Age-Related Vision Loss
Age-related vision loss happens to many people as they grow older. Eye problems are not something you should think of as Normal. Some problems stem from worsening vision disorders. As you get older, these might happen gradually. Others happen suddenly, leading to vision loss. That is why regular exams with an eye doctor are so important.
Vision loss among the elderly is a major health care problem. Approximately one person in three has some form of vision-reducing eye disease by the age of 65. Age-related macular degeneration, glaucoma, cataracts, and diabetic retinopathy are the most common causes of vision loss in the elderly.
Age-related macular degeneration is characterized by the loss of central vision. Optic nerve and visual field damage result from primary open-angle glaucoma. Regular screening exams are recommended for elderly patients since this condition may initially be asymptomatic.
Symptoms of Age-related Vision Loss
- Double vision or blurry vision
- Seeing flashes of light
- Seeing halos or rainbows around lights
- Seeing what looks like a curtain coming down over one eye
- A sudden decrease in vision or total vision loss
- Sudden sensitivity to light and glare
- Eye pain, itching, or burning in the eye
- Eye redness or white areas in the pupil
- Changes in the color of your eye
The Five Causes and Risk Factors of Age-related Vision Loss
- Uncorrected refractive errors.
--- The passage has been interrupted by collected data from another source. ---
// Scheduling and pool lifecycle
//
// The pool owns the workers; the dispatcher runs tasks against it; the
// monitor keeps it healthy in the background.

pub mod dispatcher;
pub mod monitor;
pub mod pool;

// Re-export commonly used types
pub use dispatcher::{run_queue, Dispatcher};
pub use monitor::run_monitor;
pub use pool::{PoolGauges, Worker, WorkerPool};
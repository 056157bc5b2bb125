// Task intake and per-task execution
//
// One scheduler loop drains the admission queue and spawns an independent
// unit per task; concurrency is bounded by the pool, not the loop. Each unit
// acquires a worker, runs recognition under retry with in-place engine
// repair, replies exactly once, and releases the worker.

use std::sync::atomic::{AtomicI64, Ordering};
use std::sync::Arc;
use std::time::{Duration, Instant};
use tokio::sync::mpsc;
use tokio::task::JoinSet;
use tokio_util::sync::CancellationToken;
use tracing::{debug, error, info, warn};

use crate::core::config::Config;
use crate::core::errors::{DispatchError, DispatchResult};
use crate::core::types::{EngineOutput, OcrResponse, OcrTask};
use crate::orchestration::pool::{Worker, WorkerPool};
use crate::services::engine;
use crate::services::preprocess;
use crate::utils::ServerStats;

const BACKOFF_INITIAL_INTERVAL: Duration = Duration::from_millis(500);
const BACKOFF_MULTIPLIER: f64 = 1.5;
const BACKOFF_MAX_INTERVAL: Duration = Duration::from_secs(60);
/// Total elapsed budget for one task's retries.
const BACKOFF_MAX_ELAPSED: Duration = Duration::from_secs(120);

/// Exponential backoff with a total elapsed budget.
struct Backoff {
    next_interval: Duration,
    started: Instant,
}

impl Backoff {
    fn new() -> Self {
        Self {
            next_interval: BACKOFF_INITIAL_INTERVAL,
            started: Instant::now(),
        }
    }

    /// Returns the next delay, or `None` once the elapsed budget is spent.
    fn next_delay(&mut self) -> Option<Duration> {
        if self.started.elapsed() >= BACKOFF_MAX_ELAPSED {
            return None;
        }
        let delay = self.next_interval;
        self.next_interval = self
            .next_interval
            .mul_f64(BACKOFF_MULTIPLIER)
            .min(BACKOFF_MAX_INTERVAL);
        Some(delay)
    }
}

/// Executes admitted tasks against the worker pool.
pub struct Dispatcher {
    pool: Arc<WorkerPool>,
    config: Arc<Config>,
    stats: ServerStats,
    /// Admitted-but-undequeued tasks, for the stats endpoint.
    queue_depth: Arc<AtomicI64>,
}

impl Dispatcher {
    pub fn new(pool: Arc<WorkerPool>, config: Arc<Config>, stats: ServerStats) -> Self {
        Self {
            pool,
            config,
            stats,
            queue_depth: Arc::new(AtomicI64::new(0)),
        }
    }

    pub fn queue_depth(&self) -> Arc<AtomicI64> {
        self.queue_depth.clone()
    }

    /// One complete task unit: acquire, recognize with retry, reply, release.
    async fn process_task(&self, task: OcrTask, cancel: CancellationToken) {
        let OcrTask {
            image_path,
            image_data,
            reply,
        } = task;
        let started = Instant::now();

        let Some(worker) = self.pool.acquire(&cancel).await else {
            warn!("no processor available, server is shutting down");
            let _ = reply.send(OcrResponse::err("server is shutting down"));
            self.stats.record(started.elapsed(), false);
            return;
        };

        debug!("processing task on acquired worker");
        let outcome = self
            .perform_recognition(&cancel, &worker, image_path.as_deref(), image_data)
            .await;

        let (response, success) = match outcome {
            Ok(output) if output.is_success() => (OcrResponse::ok(output.data), true),
            Ok(output) => (OcrResponse::err(format!("OCR failed: {}", output.msg)), false),
            Err(e) => (
                OcrResponse::err(format!("failed to perform OCR: {}", e)),
                false,
            ),
        };

        if success {
            debug!("OCR task completed in {:?}", started.elapsed());
        } else {
            warn!("OCR task failed: {:?}", response.error);
        }

        let _ = reply.send(response);
        self.stats.record(started.elapsed(), success);
        self.pool.release(&worker);
    }

    /// Runs attempts under exponential backoff until success, budget
    /// exhaustion, or cancellation. Engine failures repair the worker's
    /// engine in place before the next attempt.
    async fn perform_recognition(
        &self,
        cancel: &CancellationToken,
        worker: &Worker,
        image_path: Option<&str>,
        mut image_data: Vec<u8>,
    ) -> DispatchResult<EngineOutput> {
        let mut backoff = Backoff::new();
        loop {
            if cancel.is_cancelled() {
                return Err(DispatchError::Cancelled);
            }
            match self.attempt(worker, image_path, &mut image_data).await {
                Ok(output) => return Ok(output),
                Err(e) => {
                    let Some(delay) = backoff.next_delay() else {
                        return Err(e);
                    };
                    debug!("recognition attempt failed ({}), retrying in {:?}", e, delay);
                    tokio::select! {
                        _ = tokio::time::sleep(delay) => {}
                        _ = cancel.cancelled() => return Err(DispatchError::Cancelled),
                    }
                }
            }
        }
    }

    async fn attempt(
        &self,
        worker: &Worker,
        image_path: Option<&str>,
        image_data: &mut Vec<u8>,
    ) -> DispatchResult<EngineOutput> {
        worker.begin_attempt();
        let result = self.attempt_locked(worker, image_path, image_data).await;
        worker.end_attempt();
        result
    }

    /// One attempt under the worker's engine lock: load bytes, preprocess,
    /// recognize, and repair the engine on failure.
    async fn attempt_locked(
        &self,
        worker: &Worker,
        image_path: Option<&str>,
        image_data: &mut Vec<u8>,
    ) -> DispatchResult<EngineOutput> {
        let mut engine = worker.lock_engine().await;

        let mut buff = match image_path {
            Some(path) => {
                tokio::fs::read(path)
                    .await
                    .map_err(|source| DispatchError::ReadImage {
                        path: path.to_string(),
                        source,
                    })?
            }
            None => std::mem::take(image_data),
        };

        match preprocess::prepare_for_recognition(
            &buff,
            self.config.threshold_value(),
            self.config.threshold_mode(),
        ) {
            Ok(png) => buff = png,
            Err(e) => warn!("image preprocessing failed, passing original bytes: {}", e),
        }
        // Later attempts on inline images reuse the preprocessed bytes.
        *image_data = buff;

        let result = engine.recognize(image_data).await;
        worker.touch();

        match result {
            Ok(output) => Ok(output),
            Err(e) => {
                warn!("OCR processor failed: {}, attempting reinitialization", e);
                match engine::repair(&mut engine, self.pool.factory()).await {
                    Ok(()) => info!("OCR processor reinitialized"),
                    Err(respawn) => warn!("failed to reinitialize OCR processor: {}", respawn),
                }
                Err(DispatchError::Engine(e))
            }
        }
    }
}

/// Scheduler loop: drains the admission queue until cancellation, spawning an
/// independent unit per task, then waits for in-flight units bounded by the
/// shutdown deadline.
pub async fn run_queue(
    dispatcher: Arc<Dispatcher>,
    mut queue: mpsc::Receiver<OcrTask>,
    cancel: CancellationToken,
) {
    info!("task queue processor started");
    let mut units = JoinSet::new();

    loop {
        tokio::select! {
            maybe_task = queue.recv() => {
                let Some(task) = maybe_task else { break };
                dispatcher.queue_depth.fetch_sub(1, Ordering::SeqCst);
                let dispatcher = dispatcher.clone();
                let cancel = cancel.clone();
                units.spawn(async move { dispatcher.process_task(task, cancel).await });
                // Reap whatever already finished so the set stays small.
                while let Some(result) = units.try_join_next() {
                    if let Err(e) = result {
                        error!("task unit panicked: {}", e);
                    }
                }
            }
            _ = cancel.cancelled() => {
                info!("task queue processor shutting down");
                break;
            }
        }
    }

    let drain = async {
        while let Some(result) = units.join_next().await {
            if let Err(e) = result {
                error!("task unit panicked: {}", e);
            }
        }
    };
    if tokio::time::timeout(dispatcher.config.shutdown_timeout(), drain)
        .await
        .is_err()
    {
        warn!(
            "timed out waiting for {} in-flight tasks, abandoning them",
            units.len()
        );
    }
}
use crate::core::errors::ConfigError;
use crate::services::preprocess::ThresholdMode;
use serde::Deserialize;
use std::env;
use std::path::Path;
use std::time::Duration;
use tracing::Level;

/// HTTP listener configuration
#[derive(Debug, Clone)]
pub struct ServerSettings {
    pub addr: String,
    pub port: u16,
    pub log_level: Level,
}

/// OCR subprocess configuration
#[derive(Debug, Clone)]
pub struct EngineSettings {
    pub ocr_exe_path: String,
}

/// Worker pool sizing and lifecycle configuration
#[derive(Debug, Clone)]
pub struct PoolSettings {
    /// Floor for the active list; preserved across scale-down.
    pub min_processors: usize,
    /// Hard cap for active and total live workers.
    pub max_processors: usize,
    /// Admission channel capacity.
    pub queue_size: usize,
    /// Declared for config compatibility; scale-up is purely acquire-driven.
    pub scale_threshold: i64,
    /// Usage-count ceiling below which a worker is eligible for demotion.
    pub degrade_threshold: i64,
    /// Minimum quiescence before an active worker is demoted.
    pub idle_timeout: Duration,
    /// Target size of the idle reserve.
    pub warm_up_count: usize,
    /// Hard deadline for graceful drain.
    pub shutdown_timeout: Duration,
}

/// Preprocessor configuration
#[derive(Debug, Clone)]
pub struct PreprocessSettings {
    pub threshold_mode: ThresholdMode,
    pub threshold_value: u8,
}

/// Main application configuration
#[derive(Debug, Clone)]
pub struct Config {
    pub server: ServerSettings,
    pub engine: EngineSettings,
    pub pool: PoolSettings,
    pub preprocess: PreprocessSettings,
}

/// Optional overrides read from the YAML config file; keys are flat snake_case.
#[derive(Debug, Default, Deserialize)]
#[serde(deny_unknown_fields)]
struct FileConfig {
    addr: Option<String>,
    port: Option<u16>,
    ocr_exe_path: Option<String>,
    min_processors: Option<usize>,
    max_processors: Option<usize>,
    queue_size: Option<usize>,
    scale_threshold: Option<i64>,
    degrade_threshold: Option<i64>,
    idle_timeout_secs: Option<u64>,
    warm_up_count: Option<usize>,
    shutdown_timeout_secs: Option<u64>,
    threshold_mode: Option<ThresholdMode>,
    threshold_value: Option<u8>,
    log_level: Option<String>,
}

impl Default for Config {
    fn default() -> Self {
        let min_processors = 4;
        Self {
            server: ServerSettings {
                addr: "localhost".to_string(),
                port: 1111,
                log_level: Level::INFO,
            },
            engine: EngineSettings {
                ocr_exe_path: "PaddleOCR-json".to_string(),
            },
            pool: PoolSettings {
                min_processors,
                max_processors: num_cpus::get().max(min_processors),
                queue_size: 100,
                scale_threshold: 75,
                degrade_threshold: 25,
                idle_timeout: Duration::from_secs(300),
                warm_up_count: 2,
                shutdown_timeout: Duration::from_secs(30),
            },
            preprocess: PreprocessSettings {
                threshold_mode: ThresholdMode::Binary,
                threshold_value: 128,
            },
        }
    }
}

impl Config {
    /// Load configuration: defaults, then the YAML file (if given), then
    /// environment variable overrides, then validation.
    pub fn load(config_file: Option<&Path>) -> Result<Self, ConfigError> {
        // Load .env file if it exists
        let _ = dotenvy::dotenv();

        let mut config = Config::default();
        if let Some(path) = config_file {
            config.apply_file(Self::read_file(path)?);
        }
        config.apply_env()?;
        config.validate()?;
        Ok(config)
    }

    fn read_file(path: &Path) -> Result<FileConfig, ConfigError> {
        let data = std::fs::read_to_string(path).map_err(|source| ConfigError::ReadFailed {
            path: path.display().to_string(),
            source,
        })?;
        serde_yaml::from_str(&data).map_err(|source| ConfigError::ParseFailed {
            path: path.display().to_string(),
            source,
        })
    }

    fn apply_file(&mut self, file: FileConfig) {
        if let Some(addr) = file.addr {
            self.server.addr = addr;
        }
        if let Some(port) = file.port {
            self.server.port = port;
        }
        if let Some(path) = file.ocr_exe_path {
            self.engine.ocr_exe_path = path;
        }
        if let Some(min) = file.min_processors {
            self.pool.min_processors = min;
        }
        if let Some(max) = file.max_processors {
            self.pool.max_processors = max;
        }
        if let Some(size) = file.queue_size {
            self.pool.queue_size = size;
        }
        if let Some(threshold) = file.scale_threshold {
            self.pool.scale_threshold = threshold;
        }
        if let Some(threshold) = file.degrade_threshold {
            self.pool.degrade_threshold = threshold;
        }
        if let Some(secs) = file.idle_timeout_secs {
            self.pool.idle_timeout = Duration::from_secs(secs);
        }
        if let Some(count) = file.warm_up_count {
            self.pool.warm_up_count = count;
        }
        if let Some(secs) = file.shutdown_timeout_secs {
            self.pool.shutdown_timeout = Duration::from_secs(secs);
        }
        if let Some(mode) = file.threshold_mode {
            self.preprocess.threshold_mode = mode;
        }
        if let Some(value) = file.threshold_value {
            self.preprocess.threshold_value = value;
        }
        if let Some(level) = file.log_level {
            if let Some(parsed) = parse_log_level(&level) {
                self.server.log_level = parsed;
            }
        }
    }

    fn apply_env(&mut self) -> Result<(), ConfigError> {
        if let Ok(addr) = env::var("OCR_ADDR") {
            self.server.addr = addr;
        }
        if let Some(port) = env_parse("OCR_PORT") {
            self.server.port = port;
        }
        if let Ok(path) = env::var("OCR_EXE_PATH") {
            self.engine.ocr_exe_path = path;
        }
        if let Some(min) = env_parse("OCR_MIN_PROCESSORS") {
            self.pool.min_processors = min;
        }
        if let Some(max) = env_parse("OCR_MAX_PROCESSORS") {
            self.pool.max_processors = max;
        }
        if let Some(size) = env_parse("OCR_QUEUE_SIZE") {
            self.pool.queue_size = size;
        }
        if let Some(threshold) = env_parse("OCR_SCALE_THRESHOLD") {
            self.pool.scale_threshold = threshold;
        }
        if let Some(threshold) = env_parse("OCR_DEGRADE_THRESHOLD") {
            self.pool.degrade_threshold = threshold;
        }
        if let Some(secs) = env_parse::<u64>("OCR_IDLE_TIMEOUT_SECS") {
            self.pool.idle_timeout = Duration::from_secs(secs);
        }
        if let Some(count) = env_parse("OCR_WARM_UP_COUNT") {
            self.pool.warm_up_count = count;
        }
        if let Some(secs) = env_parse::<u64>("OCR_SHUTDOWN_TIMEOUT_SECS") {
            self.pool.shutdown_timeout = Duration::from_secs(secs);
        }
        if let Ok(mode) = env::var("OCR_THRESHOLD_MODE") {
            match mode.to_lowercase().as_str() {
                "binary" => self.preprocess.threshold_mode = ThresholdMode::Binary,
                "otsu" => self.preprocess.threshold_mode = ThresholdMode::Otsu,
                _ => {}
            }
        }
        if let Some(value) = env_parse("OCR_THRESHOLD_VALUE") {
            self.preprocess.threshold_value = value;
        }
        if let Ok(level) = env::var("LOG_LEVEL") {
            self.server.log_level =
                parse_log_level(&level).ok_or(ConfigError::InvalidLogLevel(level))?;
        }
        Ok(())
    }

    fn validate(&self) -> Result<(), ConfigError> {
        if self.pool.min_processors == 0 {
            return Err(ConfigError::InvalidMinProcessors(self.pool.min_processors));
        }
        if self.pool.max_processors < self.pool.min_processors {
            return Err(ConfigError::ProcessorBoundsInverted {
                min: self.pool.min_processors,
                max: self.pool.max_processors,
            });
        }
        if self.pool.queue_size == 0 {
            return Err(ConfigError::InvalidQueueSize(self.pool.queue_size));
        }
        Ok(())
    }

    pub fn addr(&self) -> &str {
        &self.server.addr
    }

    pub fn port(&self) -> u16 {
        self.server.port
    }

    pub fn log_level(&self) -> Level {
        self.server.log_level
    }

    pub fn ocr_exe_path(&self) -> &str {
        &self.engine.ocr_exe_path
    }

    pub fn min_processors(&self) -> usize {
        self.pool.min_processors
    }

    pub fn max_processors(&self) -> usize {
        self.pool.max_processors
    }

    pub fn queue_size(&self) -> usize {
        self.pool.queue_size
    }

    pub fn scale_threshold(&self) -> i64 {
        self.pool.scale_threshold
    }

    pub fn degrade_threshold(&self) -> i64 {
        self.pool.degrade_threshold
    }

    pub fn idle_timeout(&self) -> Duration {
        self.pool.idle_timeout
    }

    pub fn warm_up_count(&self) -> usize {
        self.pool.warm_up_count
    }

    pub fn shutdown_timeout(&self) -> Duration {
        self.pool.shutdown_timeout
    }

    pub fn threshold_mode(&self) -> ThresholdMode {
        self.preprocess.threshold_mode
    }

    pub fn threshold_value(&self) -> u8 {
        self.preprocess.threshold_value
    }
}

fn env_parse<T: std::str::FromStr>(name: &str) -> Option<T> {
    env::var(name).ok().and_then(|s| s.parse().ok())
}

fn parse_log_level(level: &str) -> Option<Level> {
    match level.to_lowercase().as_str() {
        "trace" => Some(Level::TRACE),
        "debug" => Some(Level::DEBUG),
        "info" => Some(Level::INFO),
        "warn" | "warning" => Some(Level::WARN),
        "error" => Some(Level::ERROR),
        _ => None,
    }
}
Myopia, hyperopia or astigmatism, can cause severe visual impairment. Refractive errors can sometimes go unnoticed or uncorrected, often in children where they do not recognize that something is wrong.
- Cataracts. It affects people over 65 years but it is also a common side effect of conditions such as diabetes.
- Age-related macular degeneration. It is a painless condition that leads to loss of central vision as the macula in your retina begins to deteriorate.
- Glaucoma. It is a result of a build-up of fluid and pressure in your eye. A regular eye examination will pick up signs of glaucoma and measures intraocular pressure.
- Diabetic retinopathy. If you suffer from diabetes, you are at a higher risk of developing problems with your vision due to diabetic retinopathy. It is due to the loss of blood vessels in the eye that is damaged by high blood glucose levels.
How to Diagnose Age-related Vision Loss?
Doctors may conduct an eye examination by shining a light in a person’s eyes or ask them to read the letters on a chart to measure their vision. Diagnosis may also include a neurological examination to test the function of the eyes and brain.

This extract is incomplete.